5. Friedrich Wilhelm Nietzsche
Pola pemikiran Adam Weishaupt yang merindukan satu ordo dunia yang bebas dari segala dogma agama dan tirani gereja telah mempengaruhi dan dikembangkan oleh seorang pemikir jenius Friedrich Wilhelm Nietzsche yang lahir 15 Oktober 1844 di Rocken, Jerman. Pada usia yang sangat muda, ia telah mengajar di bidang filologi di Universitas Bazel.

Friedrich Wilhelm Nietzsche adalah anggota freemason (grand master tingkat ke-33) yang pemikirannya banyak memberikan warna kepada organisasi tersebut, misalnya pemikiran yang besar adalah dengan tindakan yang besar (the greatest thought are the greatest action). Dia merupakan sosok pemikir yang radikal. Menyerang arti demokrasi yang dianut umat manusia. Baginya demokrasi adalah sebuah metode pemikiran bodoh dari manusia.

Karena demokrasi masih mengakui berbagai perbedaan yang menyebabkan konflik serta pertarungan yang tidak pernah selesai. Dalam pemikirannya itu, Friedrich Wilhelm Nietzsche banyak dipengaruhi, oleh Von Bismarck, Spencer, dan Darwin. Dalam bukunya Ecce Homo, dia memberikan solusi bahwa dunia hanya akan sampai dengan perang. Hanya manusia yang unggul yang berhak menguasai dunia. Manusia yang dikategorikan "budak" harus disisihkan. Itulah sebabnya, manusia unggul yang dicita-citakannya (uber mensch) adalah manusia yang mempunyai kekuatan, kecerdasan, dan kebanggaan, serta berani mengambil risiko. Bahkan, cinta dengan risiko (l'amour de risque).

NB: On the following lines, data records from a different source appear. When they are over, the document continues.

//! # StudyHall Worker
//!
//! Runs the background loops of the StudyHall core: the reminder scheduler
//! and the usage-counter janitor. Foreground handlers (the chat layer, the
//! admin surface) mutate state through the same storage; this binary only
//! observes committed rows and delivers notifications.
//!
//! ## Usage
//!
//! ```bash
//! cargo run -p studyhall-worker
//! ```

use std::sync::Arc;

use studyhall_core::clock::SystemClock;
use studyhall_core::db::{create_pool, run_migrations};
use studyhall_core::storage::PgStorage;
use studyhall_worker::config::Config;
use studyhall_worker::janitor::UsageJanitor;
use studyhall_worker::notify::HttpNotifier;
use studyhall_worker::scheduler::ReminderScheduler;
use tracing_subscriber::{layer::SubscriberExt, util::SubscriberInitExt};

#[tokio::main]
async fn main() -> anyhow::Result<()> {
    // Initialize tracing
    tracing_subscriber::registry()
        .with(
            tracing_subscriber::EnvFilter::try_from_default_env()
                .unwrap_or_else(|_| "studyhall_worker=info,studyhall_core=info".into()),
        )
        .with(tracing_subscriber::fmt::layer())
        .init();

    tracing::info!("StudyHall worker v{} starting...", env!("CARGO_PKG_VERSION"));

    let config = Config::from_env()?;

    let pool = create_pool(config.database.clone()).await?;
    run_migrations(&pool).await?;

    let storage = Arc::new(PgStorage::new(pool));
    let clock = Arc::new(SystemClock::new(config.timezone_offset));
    let notifier = Arc::new(HttpNotifier::with_timeout(
        &config.bot_api_base,
        config.scheduler.notify_timeout,
    )?);

    let scheduler = ReminderScheduler::with_config(
        storage.clone(),
        notifier,
        clock.clone(),
        config.scheduler.clone(),
    );
    let janitor = UsageJanitor::with_config(storage, clock, config.janitor.clone());

    let scheduler_shutdown = scheduler.shutdown_token();
    let janitor_shutdown = janitor.shutdown_token();

    let scheduler_handle = tokio::spawn(async move { scheduler.run().await });
    let janitor_handle = tokio::spawn(async move { janitor.run().await });

    tokio::signal::ctrl_c().await?;
    tracing::info!("Shutdown signal received, letting in-flight work finish...");

    scheduler_shutdown.cancel();
    janitor_shutdown.cancel();

    scheduler_handle.await?;
    janitor_handle.await?;

    tracing::info!("Worker stopped");
    Ok(())
}
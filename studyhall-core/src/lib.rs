//! # StudyHall Core
//!
//! Entitlement, reward, and reminder core for the StudyHall student
//! assistant. This crate is a library with no wire protocol of its own; the
//! message-handling layer and the admin surface consume it, and the
//! `studyhall-worker` binary runs its background loops.
//!
//! ## Module Organization
//!
//! - `models`: database models and the payment state machine
//! - `storage`: the row-level atomic storage trait, Postgres and in-memory
//!   implementations
//! - `db`: connection pool and embedded migrations
//! - `entitlement`: premium flag/expiry ownership and the stacking rule
//! - `referral`: signup trials and referral reward crossings
//! - `payments`: the manually-gated payment ledger
//! - `rate_limit`: per-(user, feature, day) usage gating
//! - `clock`, `time`: timezone-aware now and timestamp normalization
//! - `notifier`: outbound delivery seam
//! - `error`: common error taxonomy

pub mod clock;
pub mod db;
pub mod entitlement;
pub mod error;
pub mod models;
pub mod notifier;
pub mod payments;
pub mod rate_limit;
pub mod referral;
pub mod storage;
pub mod time;

/// Current version of the core library
pub const VERSION: &str = env!("CARGO_PKG_VERSION");

#[cfg(test)]
mod tests {
    use super::*;

    #[test]
    fn test_version_is_set() {
        assert!(!VERSION.is_empty());
    }
}
/// Deadline model
///
/// Deadlines carry two reminder flags, one per notification threshold
/// (24 hours and 1 hour before the due time). The flags are independent and
/// monotonic: once a threshold's reminder is delivered, the flag is set and
/// never reverts, which is what makes delivery at-most-once per threshold.
///
/// # Schema
///
/// ```sql
/// CREATE TABLE deadlines (
///     id UUID PRIMARY KEY,
///     user_id BIGINT NOT NULL REFERENCES users(id) ON DELETE CASCADE,
///     title TEXT NOT NULL,
///     due_at TIMESTAMPTZ NOT NULL,
///     reminded_24h BOOLEAN NOT NULL DEFAULT FALSE,
///     reminded_1h BOOLEAN NOT NULL DEFAULT FALSE
/// );
/// ```
use chrono::{DateTime, Utc};
use serde::{Deserialize, Serialize};
use uuid::Uuid;

use crate::models::user::UserId;

/// Deadline row id
pub type DeadlineId = Uuid;

/// Deadline row
#[derive(Debug, Clone, Serialize, Deserialize, sqlx::FromRow)]
pub struct Deadline {
    pub id: DeadlineId,

    /// Owner of the deadline
    pub user_id: UserId,

    /// Short human-readable description
    pub title: String,

    /// When the deadline falls due
    pub due_at: DateTime<Utc>,

    /// 24-hour-window reminder delivered
    pub reminded_24h: bool,

    /// 1-hour-window reminder delivered
    pub reminded_1h: bool,
}

/// Input for creating a new deadline
#[derive(Debug, Clone)]
pub struct NewDeadline {
    pub user_id: UserId,
    pub title: String,
    pub due_at: DateTime<Utc>,
}

impl Deadline {
    /// Both thresholds have fired; the scheduler no longer needs this row
    pub fn is_fully_reminded(&self) -> bool {
        self.reminded_24h && self.reminded_1h
    }
}
/// Payment ledger
///
/// Users submit payment requests with a proof reference; an admin approves
/// or rejects each one manually. A decision is an explicit guarded state
/// transition: anything but pending → approved / pending → rejected fails
/// with `InvalidTransition`, so a retried admin action can never grant the
/// same payment twice.
///
/// The transition and the resulting entitlement grant run inside one atomic
/// storage operation (`update_payment_with_user`); a payment can never end
/// up approved without its extension applied, or vice versa.
use std::sync::Arc;

use crate::clock::Clock;
use crate::entitlement::extend_premium;
use crate::error::{CoreError, CoreResult};
use crate::models::payment::{NewPayment, PaymentId, PaymentRequest, PaymentStatus};
use crate::models::user::User;
use crate::notifier::Notifier;
use crate::storage::{Storage, StorageError};

/// Days of premium an approved payment buys
pub const DEFAULT_PLAN_DAYS: i64 = 30;

/// Payment administration component
#[derive(Clone)]
pub struct PaymentLedger {
    storage: Arc<dyn Storage>,
    notifier: Arc<dyn Notifier>,
    clock: Arc<dyn Clock>,
    plan_days: i64,
}

impl PaymentLedger {
    /// Creates the ledger with the default plan length
    pub fn new(
        storage: Arc<dyn Storage>,
        notifier: Arc<dyn Notifier>,
        clock: Arc<dyn Clock>,
    ) -> Self {
        Self::with_plan_days(storage, notifier, clock, DEFAULT_PLAN_DAYS)
    }

    /// Creates the ledger with a custom plan length
    pub fn with_plan_days(
        storage: Arc<dyn Storage>,
        notifier: Arc<dyn Notifier>,
        clock: Arc<dyn Clock>,
        plan_days: i64,
    ) -> Self {
        PaymentLedger {
            storage,
            notifier,
            clock,
            plan_days,
        }
    }

    /// Records a new payment request awaiting manual review
    pub async fn submit(&self, payment: NewPayment) -> CoreResult<PaymentRequest> {
        let row = self
            .storage
            .create_payment(payment, self.clock.now())
            .await?;
        tracing::info!(
            payment_id = %row.id,
            user_id = row.user_id,
            amount_minor = row.amount_minor,
            "Payment request submitted"
        );
        Ok(row)
    }

    /// Approves a pending payment and grants the plan extension
    ///
    /// # Errors
    ///
    /// [`CoreError::InvalidTransition`] when the payment is already
    /// decided; the entitlement is not touched in that case.
    pub async fn approve(
        &self,
        payment_id: PaymentId,
        note: Option<String>,
    ) -> CoreResult<PaymentRequest> {
        let now = self.clock.now();
        let plan_days = self.plan_days;

        let apply = move |payment: &mut PaymentRequest, user: &mut User| {
            guard_transition(payment, PaymentStatus::Approved)?;
            payment.status = PaymentStatus::Approved;
            payment.admin_note = note.clone();
            payment.decided_at = Some(now);
            extend_premium(user, plan_days, now);
            Ok(())
        };
        let (payment, user) = self
            .storage
            .update_payment_with_user(payment_id, &apply)
            .await?;

        tracing::info!(
            payment_id = %payment.id,
            user_id = user.id,
            plan_days,
            "Payment approved"
        );
        self.notify_payer(
            &payment,
            &format!(
                "Your payment was approved. Premium is active for {plan_days} more days."
            ),
        )
        .await;
        Ok(payment)
    }

    /// Rejects a pending payment; no entitlement change
    ///
    /// # Errors
    ///
    /// [`CoreError::InvalidTransition`] when the payment is already decided.
    pub async fn reject(
        &self,
        payment_id: PaymentId,
        note: Option<String>,
    ) -> CoreResult<PaymentRequest> {
        let now = self.clock.now();

        let apply = move |payment: &mut PaymentRequest, _user: &mut User| {
            guard_transition(payment, PaymentStatus::Rejected)?;
            payment.status = PaymentStatus::Rejected;
            payment.admin_note = note.clone();
            payment.decided_at = Some(now);
            Ok(())
        };
        let (payment, _) = self
            .storage
            .update_payment_with_user(payment_id, &apply)
            .await?;

        tracing::info!(payment_id = %payment.id, user_id = payment.user_id, "Payment rejected");
        self.notify_payer(
            &payment,
            "Your payment could not be confirmed. Contact support if you believe this is wrong.",
        )
        .await;
        Ok(payment)
    }

    /// Payments awaiting a decision, oldest first
    pub async fn list_pending(&self) -> Result<Vec<PaymentRequest>, StorageError> {
        self.storage.pending_payments().await
    }

    async fn notify_payer(&self, payment: &PaymentRequest, message: &str) {
        if let Err(e) = self.notifier.send(payment.user_id, message).await {
            tracing::warn!(
                payment_id = %payment.id,
                user_id = payment.user_id,
                error = %e,
                "Payment decision notification not delivered"
            );
        }
    }
}

fn guard_transition(payment: &PaymentRequest, target: PaymentStatus) -> Result<(), CoreError> {
    if !payment.status.can_transition_to(target) {
        return Err(CoreError::InvalidTransition {
            id: payment.id,
            status: payment.status,
        });
    }
    Ok(())
}
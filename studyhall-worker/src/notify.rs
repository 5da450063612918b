/// HTTP notifier
///
/// Delivers messages through the chat platform's bot API. One POST per
/// message; any non-success status, transport error, or timeout is reported
/// as a retriable delivery failure; the scheduler treats all of them the
/// same and tries again next tick.
use std::time::Duration;

use async_trait::async_trait;
use serde_json::json;
use studyhall_core::models::user::UserId;
use studyhall_core::notifier::{DeliveryError, Notifier};

/// Default bound on a single send request
const DEFAULT_REQUEST_TIMEOUT: Duration = Duration::from_secs(10);

/// Bot-API-backed [`Notifier`]
pub struct HttpNotifier {
    client: reqwest::Client,
    send_url: String,
}

impl HttpNotifier {
    /// Creates a notifier for the given bot API base URL
    ///
    /// `api_base` already carries the bot credential, e.g.
    /// `https://api.telegram.org/bot<token>`.
    pub fn new(api_base: &str) -> Result<Self, reqwest::Error> {
        Self::with_timeout(api_base, DEFAULT_REQUEST_TIMEOUT)
    }

    /// Creates a notifier with a custom per-request timeout
    pub fn with_timeout(api_base: &str, request_timeout: Duration) -> Result<Self, reqwest::Error> {
        let client = reqwest::Client::builder()
            .timeout(request_timeout)
            .build()?;
        Ok(HttpNotifier {
            client,
            send_url: format!("{}/sendMessage", api_base.trim_end_matches('/')),
        })
    }
}

#[async_trait]
impl Notifier for HttpNotifier {
    async fn send(&self, user_id: UserId, message: &str) -> Result<(), DeliveryError> {
        let response = self
            .client
            .post(&self.send_url)
            .json(&json!({
                "chat_id": user_id,
                "text": message,
            }))
            .send()
            .await
            .map_err(|e| {
                if e.is_timeout() {
                    DeliveryError::TimedOut
                } else {
                    DeliveryError::Failed(e.to_string())
                }
            })?;

        if !response.status().is_success() {
            // A blocked recipient surfaces as a 4xx here; retried like any
            // other failure until the entitlement or deadline passes.
            return Err(DeliveryError::Failed(format!(
                "send returned {}",
                response.status()
            )));
        }
        Ok(())
    }
}
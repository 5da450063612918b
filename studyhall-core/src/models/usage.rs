/// Usage counter model
///
/// Counters track how many times a user exercised a rate-limited feature on
/// a given calendar day. Rows are created lazily on first use and keyed by
/// an explicit (user, feature, day) tuple, so a new day implicitly starts
/// from a fresh counter and old days can be pruned by date.
///
/// # Schema
///
/// ```sql
/// CREATE TABLE usage_counters (
///     user_id BIGINT NOT NULL,
///     feature TEXT NOT NULL,
///     day DATE NOT NULL,
///     count BIGINT NOT NULL DEFAULT 0,
///     PRIMARY KEY (user_id, feature, day)
/// );
/// ```
use chrono::NaiveDate;
use serde::{Deserialize, Serialize};

use crate::models::user::UserId;

/// Usage counter row
#[derive(Debug, Clone, Serialize, Deserialize, sqlx::FromRow)]
pub struct UsageCounter {
    /// User exercising the feature
    pub user_id: UserId,

    /// Feature key, e.g. "tutor" or "essay"
    pub feature: String,

    /// Calendar day in the configured deployment timezone
    pub day: NaiveDate,

    /// Uses recorded so far that day
    pub count: i64,
}
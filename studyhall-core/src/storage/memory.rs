/// In-memory storage
///
/// Mutex-guarded maps mirroring the PostgreSQL schema. Every trait method
/// takes the lock once, so each call is atomic with respect to every other
/// call, which is the same row-level guarantee the Postgres implementation gets
/// from `SELECT ... FOR UPDATE`. Component and scheduler tests run against
/// this implementation.
use std::collections::HashMap;

use async_trait::async_trait;
use chrono::{DateTime, NaiveDate, Utc};
use tokio::sync::Mutex;
use uuid::Uuid;

use crate::error::CoreError;
use crate::models::deadline::{Deadline, DeadlineId, NewDeadline};
use crate::models::payment::{NewPayment, PaymentId, PaymentRequest, PaymentStatus};
use crate::models::user::{NewUser, User, UserId};
use crate::storage::{
    DeadlineUpdate, PaymentWithUserUpdate, Storage, StorageError, UserUpdate,
};

#[derive(Default)]
struct Tables {
    users: HashMap<UserId, User>,
    deadlines: HashMap<DeadlineId, Deadline>,
    payments: HashMap<PaymentId, PaymentRequest>,
    usage: HashMap<(UserId, String, NaiveDate), i64>,
}

/// In-memory [`Storage`] implementation
#[derive(Default)]
pub struct MemoryStorage {
    tables: Mutex<Tables>,
}

impl MemoryStorage {
    /// Creates empty storage
    pub fn new() -> Self {
        Self::default()
    }
}

#[async_trait]
impl Storage for MemoryStorage {
    async fn fetch_user(&self, id: UserId) -> Result<Option<User>, StorageError> {
        let tables = self.tables.lock().await;
        Ok(tables.users.get(&id).cloned())
    }

    async fn create_user_if_absent(&self, user: NewUser) -> Result<bool, StorageError> {
        let mut tables = self.tables.lock().await;
        if tables.users.contains_key(&user.id) {
            return Ok(false);
        }
        tables.users.insert(
            user.id,
            User {
                id: user.id,
                full_name: user.full_name,
                handle: user.handle,
                premium: false,
                premium_until: None,
                premium_reminded: false,
                referral_count: 0,
                referrer_id: user.referrer_id,
                signup_source: user.signup_source,
                created_at: user.created_at,
            },
        );
        Ok(true)
    }

    async fn update_user(
        &self,
        id: UserId,
        apply: UserUpdate<'_>,
    ) -> Result<Option<User>, StorageError> {
        let mut tables = self.tables.lock().await;
        Ok(tables.users.get_mut(&id).map(|user| {
            apply(user);
            user.clone()
        }))
    }

    async fn expiry_reminder_candidates(&self) -> Result<Vec<User>, StorageError> {
        let tables = self.tables.lock().await;
        Ok(tables
            .users
            .values()
            .filter(|u| u.premium && u.premium_until.is_some() && !u.premium_reminded)
            .cloned()
            .collect())
    }

    async fn count_users(&self) -> Result<i64, StorageError> {
        let tables = self.tables.lock().await;
        Ok(tables.users.len() as i64)
    }

    async fn count_entitled(&self, now: DateTime<Utc>) -> Result<i64, StorageError> {
        let tables = self.tables.lock().await;
        Ok(tables.users.values().filter(|u| u.is_entitled_at(now)).count() as i64)
    }

    async fn count_signups_since(&self, since: DateTime<Utc>) -> Result<i64, StorageError> {
        let tables = self.tables.lock().await;
        Ok(tables.users.values().filter(|u| u.created_at >= since).count() as i64)
    }

    async fn create_deadline(&self, deadline: NewDeadline) -> Result<Deadline, StorageError> {
        let mut tables = self.tables.lock().await;
        let row = Deadline {
            id: Uuid::new_v4(),
            user_id: deadline.user_id,
            title: deadline.title,
            due_at: deadline.due_at,
            reminded_24h: false,
            reminded_1h: false,
        };
        tables.deadlines.insert(row.id, row.clone());
        Ok(row)
    }

    async fn open_deadlines(&self, now: DateTime<Utc>) -> Result<Vec<Deadline>, StorageError> {
        let tables = self.tables.lock().await;
        let mut rows: Vec<Deadline> = tables
            .deadlines
            .values()
            .filter(|d| d.due_at > now && !d.is_fully_reminded())
            .cloned()
            .collect();
        rows.sort_by_key(|d| d.due_at);
        Ok(rows)
    }

    async fn upcoming_deadlines(
        &self,
        user_id: UserId,
        now: DateTime<Utc>,
    ) -> Result<Vec<Deadline>, StorageError> {
        let tables = self.tables.lock().await;
        let mut rows: Vec<Deadline> = tables
            .deadlines
            .values()
            .filter(|d| d.user_id == user_id && d.due_at > now)
            .cloned()
            .collect();
        rows.sort_by_key(|d| d.due_at);
        Ok(rows)
    }

    async fn update_deadline(
        &self,
        id: DeadlineId,
        apply: DeadlineUpdate<'_>,
    ) -> Result<Option<Deadline>, StorageError> {
        let mut tables = self.tables.lock().await;
        Ok(tables.deadlines.get_mut(&id).map(|deadline| {
            apply(deadline);
            deadline.clone()
        }))
    }

    async fn delete_deadline(&self, id: DeadlineId) -> Result<bool, StorageError> {
        let mut tables = self.tables.lock().await;
        Ok(tables.deadlines.remove(&id).is_some())
    }

    async fn create_payment(
        &self,
        payment: NewPayment,
        created_at: DateTime<Utc>,
    ) -> Result<PaymentRequest, StorageError> {
        let mut tables = self.tables.lock().await;
        let row = PaymentRequest {
            id: Uuid::new_v4(),
            user_id: payment.user_id,
            amount_minor: payment.amount_minor,
            proof_ref: payment.proof_ref,
            comment: payment.comment,
            status: PaymentStatus::Pending,
            admin_note: None,
            created_at,
            decided_at: None,
        };
        tables.payments.insert(row.id, row.clone());
        Ok(row)
    }

    async fn fetch_payment(&self, id: PaymentId) -> Result<Option<PaymentRequest>, StorageError> {
        let tables = self.tables.lock().await;
        Ok(tables.payments.get(&id).cloned())
    }

    async fn pending_payments(&self) -> Result<Vec<PaymentRequest>, StorageError> {
        let tables = self.tables.lock().await;
        let mut rows: Vec<PaymentRequest> = tables
            .payments
            .values()
            .filter(|p| p.status == PaymentStatus::Pending)
            .cloned()
            .collect();
        rows.sort_by_key(|p| p.created_at);
        Ok(rows)
    }

    async fn update_payment_with_user(
        &self,
        id: PaymentId,
        apply: PaymentWithUserUpdate<'_>,
    ) -> Result<(PaymentRequest, User), CoreError> {
        let mut tables = self.tables.lock().await;

        let mut payment = tables
            .payments
            .get(&id)
            .cloned()
            .ok_or(CoreError::PaymentNotFound(id))?;
        let mut user = tables
            .users
            .get(&payment.user_id)
            .cloned()
            .ok_or(CoreError::UserNotFound(payment.user_id))?;

        // Mutate copies; only an Ok from the closure gets written back.
        apply(&mut payment, &mut user)?;

        tables.payments.insert(payment.id, payment.clone());
        tables.users.insert(user.id, user.clone());
        Ok((payment, user))
    }

    async fn usage_count(
        &self,
        user_id: UserId,
        feature: &str,
        day: NaiveDate,
    ) -> Result<i64, StorageError> {
        let tables = self.tables.lock().await;
        Ok(*tables
            .usage
            .get(&(user_id, feature.to_string(), day))
            .unwrap_or(&0))
    }

    async fn increment_usage(
        &self,
        user_id: UserId,
        feature: &str,
        day: NaiveDate,
    ) -> Result<i64, StorageError> {
        let mut tables = self.tables.lock().await;
        let count = tables
            .usage
            .entry((user_id, feature.to_string(), day))
            .or_insert(0);
        *count += 1;
        Ok(*count)
    }

    async fn prune_usage_before(&self, cutoff: NaiveDate) -> Result<u64, StorageError> {
        let mut tables = self.tables.lock().await;
        let before = tables.usage.len();
        tables.usage.retain(|(_, _, day), _| *day >= cutoff);
        Ok((before - tables.usage.len()) as u64)
    }
}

Pemikirannya sarat dengan "kerinduan" terhadap kekuatan, sebagaimana mewarnai buku-bukunya yaitu: Thus Spake Zarathustra;The Will to Power; On the Geneacology of Morals.

Hidup menatap bahaya penuh risiko badai dan tantangan, rumus kehidupanku adalah amor fati --bukan sekadar tabah menanggung setiap penderitaan, akan tetapi mencintai penderitaan itu sendiri. Hiduplah selalu dalam bahaya. Karenanya bangunlah kotamu di dekat gunung Vesuvius. Jelajahi lautan dengan kapal kapalmu. Hiduplah dalam keadaan perang.

(My Formula is amor fati-not only to bear up under every necessity, but to love it. Live dangeraously. Erect your cities beside Vesuvius. Send out your ships to unexplored seas. Live in a state of war)

Sebagaimana anggota freemason yang sangat anti-Kristus, demikian pula dengan cara berpikir Friedrich Wilhelm Nietzsche yang melecehkan keberadaan Tuhan, bahkan secara ekstrem dia memproklamasikan bahwa manusia adalah Tuhan itu sendiri, there is no God but man.

Untuk apa mengikuti ajaran Tuhan yang telah mati. Apakah mungkin manusia akan ditolong Tuhan, sedangkan Yesus yang dianggap sebagai anak Tuhan dibiarkan dengan teganya di penyaliban dan Bapaknya tidak mampu menolongnya. Bukankah ini suatu bukti bahwa manusia yang kuat mampu mengalahkan anak Tuhan? Dia berkata, "Mungkinkah demikian? Sedangkan orang suci yang berada di hutan belum mendengar berita bahwa Tuhan sudah mati.